Depuis environ un an, il observe un rajeunissement de la clientèle et de plus en plus de monde dans son magasin, y compris des ados, voire des préados. «Il s’agit souvent de groupes et lorsque je tends l’oreille, je les entends discuter de vidéos qu’ils ont vues sur TikTok et qu’ils cherchent à imiter. Ces nouveaux adeptes s’intéressent particulièrement aux jeux de cartes, aux livres, aux pierres et aux herbes aromatiques. Rien de bien méchant», note le gérant.

Spiritualité, féminisme et pop culture

Assiste-t-on à un simple effet de mode?
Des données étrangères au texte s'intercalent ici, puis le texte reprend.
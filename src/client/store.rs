//! Transcript persistence.
//!
//! The whole transcript is stored as one JSON array under a fixed key (a
//! file for the terminal client). Stores are synchronous; transcripts are
//! small and written after every mutation.

use std::fs;
use std::path::{Path, PathBuf};
use std::sync::{Arc, Mutex};

use crate::error::AppError;

use super::message::Message;

/// Pluggable transcript backend.
pub trait TranscriptStore: Send + Sync {
    /// `Ok(None)` when nothing was ever stored; `Err` when stored data is
    /// unreadable or malformed.
    fn load(&self) -> Result<Option<Vec<Message>>, AppError>;

    fn save(&self, transcript: &[Message]) -> Result<(), AppError>;
}

fn decode(raw: &str, origin: &str) -> Result<Vec<Message>, AppError> {
    serde_json::from_str(raw).map_err(|e| AppError::Client(format!("malformed {origin}: {e}")))
}

fn encode(transcript: &[Message]) -> Result<String, AppError> {
    serde_json::to_string_pretty(transcript)
        .map_err(|e| AppError::Client(format!("serialise transcript: {e}")))
}

// ── File ──────────────────────────────────────────────────────────────────────

/// JSON file store, e.g. `~/.symptom-relay/chat-history.json`.
#[derive(Debug, Clone)]
pub struct FileTranscriptStore {
    path: PathBuf,
}

impl FileTranscriptStore {
    pub fn new(path: impl Into<PathBuf>) -> Self {
        Self { path: path.into() }
    }

    pub fn path(&self) -> &Path {
        &self.path
    }
}

impl TranscriptStore for FileTranscriptStore {
    fn load(&self) -> Result<Option<Vec<Message>>, AppError> {
        let raw = match fs::read_to_string(&self.path) {
            Ok(raw) => raw,
            Err(e) if e.kind() == std::io::ErrorKind::NotFound => return Ok(None),
            Err(e) => {
                return Err(AppError::Client(format!("cannot read {}: {e}", self.path.display())));
            }
        };
        decode(&raw, &self.path.display().to_string()).map(Some)
    }

    fn save(&self, transcript: &[Message]) -> Result<(), AppError> {
        if let Some(parent) = self.path.parent() {
            fs::create_dir_all(parent)?;
        }
        let data = encode(transcript)?;
        fs::write(&self.path, data)
            .map_err(|e| AppError::Client(format!("cannot write {}: {e}", self.path.display())))
    }
}

// ── Memory ────────────────────────────────────────────────────────────────────

/// In-process store holding the serialised JSON, so loads still go through
/// the same decode path as the file store. Clones share state.
#[derive(Debug, Clone, Default)]
pub struct MemoryTranscriptStore {
    raw: Arc<Mutex<Option<String>>>,
    saves: Arc<Mutex<usize>>,
    fail_saves: bool,
}

impl MemoryTranscriptStore {
    pub fn new() -> Self {
        Self::default()
    }

    /// Pre-seed with arbitrary (possibly corrupt) stored text.
    pub fn with_raw(raw: impl Into<String>) -> Self {
        let store = Self::default();
        if let Ok(mut slot) = store.raw.lock() {
            *slot = Some(raw.into());
        }
        store
    }

    /// Every `save` fails, as a full or read-only disk would.
    pub fn failing() -> Self {
        Self { fail_saves: true, ..Self::default() }
    }

    pub fn raw(&self) -> Option<String> {
        self.raw.lock().ok().and_then(|r| r.clone())
    }

    pub fn save_count(&self) -> usize {
        self.saves.lock().map(|n| *n).unwrap_or(0)
    }
}

impl TranscriptStore for MemoryTranscriptStore {
    fn load(&self) -> Result<Option<Vec<Message>>, AppError> {
        match self.raw() {
            None => Ok(None),
            Some(raw) => decode(&raw, "stored transcript").map(Some),
        }
    }

    fn save(&self, transcript: &[Message]) -> Result<(), AppError> {
        if self.fail_saves {
            return Err(AppError::Client("storage unavailable".into()));
        }
        let data = encode(transcript)?;
        let mut slot = self
            .raw
            .lock()
            .map_err(|_| AppError::Client("transcript store poisoned".into()))?;
        *slot = Some(data);
        if let Ok(mut n) = self.saves.lock() {
            *n += 1;
        }
        Ok(())
    }
}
Rien n’est moins sûr. D’après Irene Becci, professeure à la faculté des sciences sociales et des religions de l’Université de Lausanne (UNIL), cela va bien plus loin. «La crise écologique, la pandémie, la fragilité du système sociopolitique poussent la jeunesse à s’intéresser à d’autres formes de connaissances», explique l’experte. On assiste donc à une sorte de retour aux sources. «On se rapproche de la nature et de ses émotions», précise-t-elle.

Sans oublier que le féminisme s’ajoute à cette dimension spirituelle. Suite à l’avènement du mouvement #MeToo ou la publication du bouquin de Mona Chollet Sorcières: La puissance invaincue des femmes, se présenter comme sorcière est devenu une manière de se réapproprier un certain pouvoir en tant que femme.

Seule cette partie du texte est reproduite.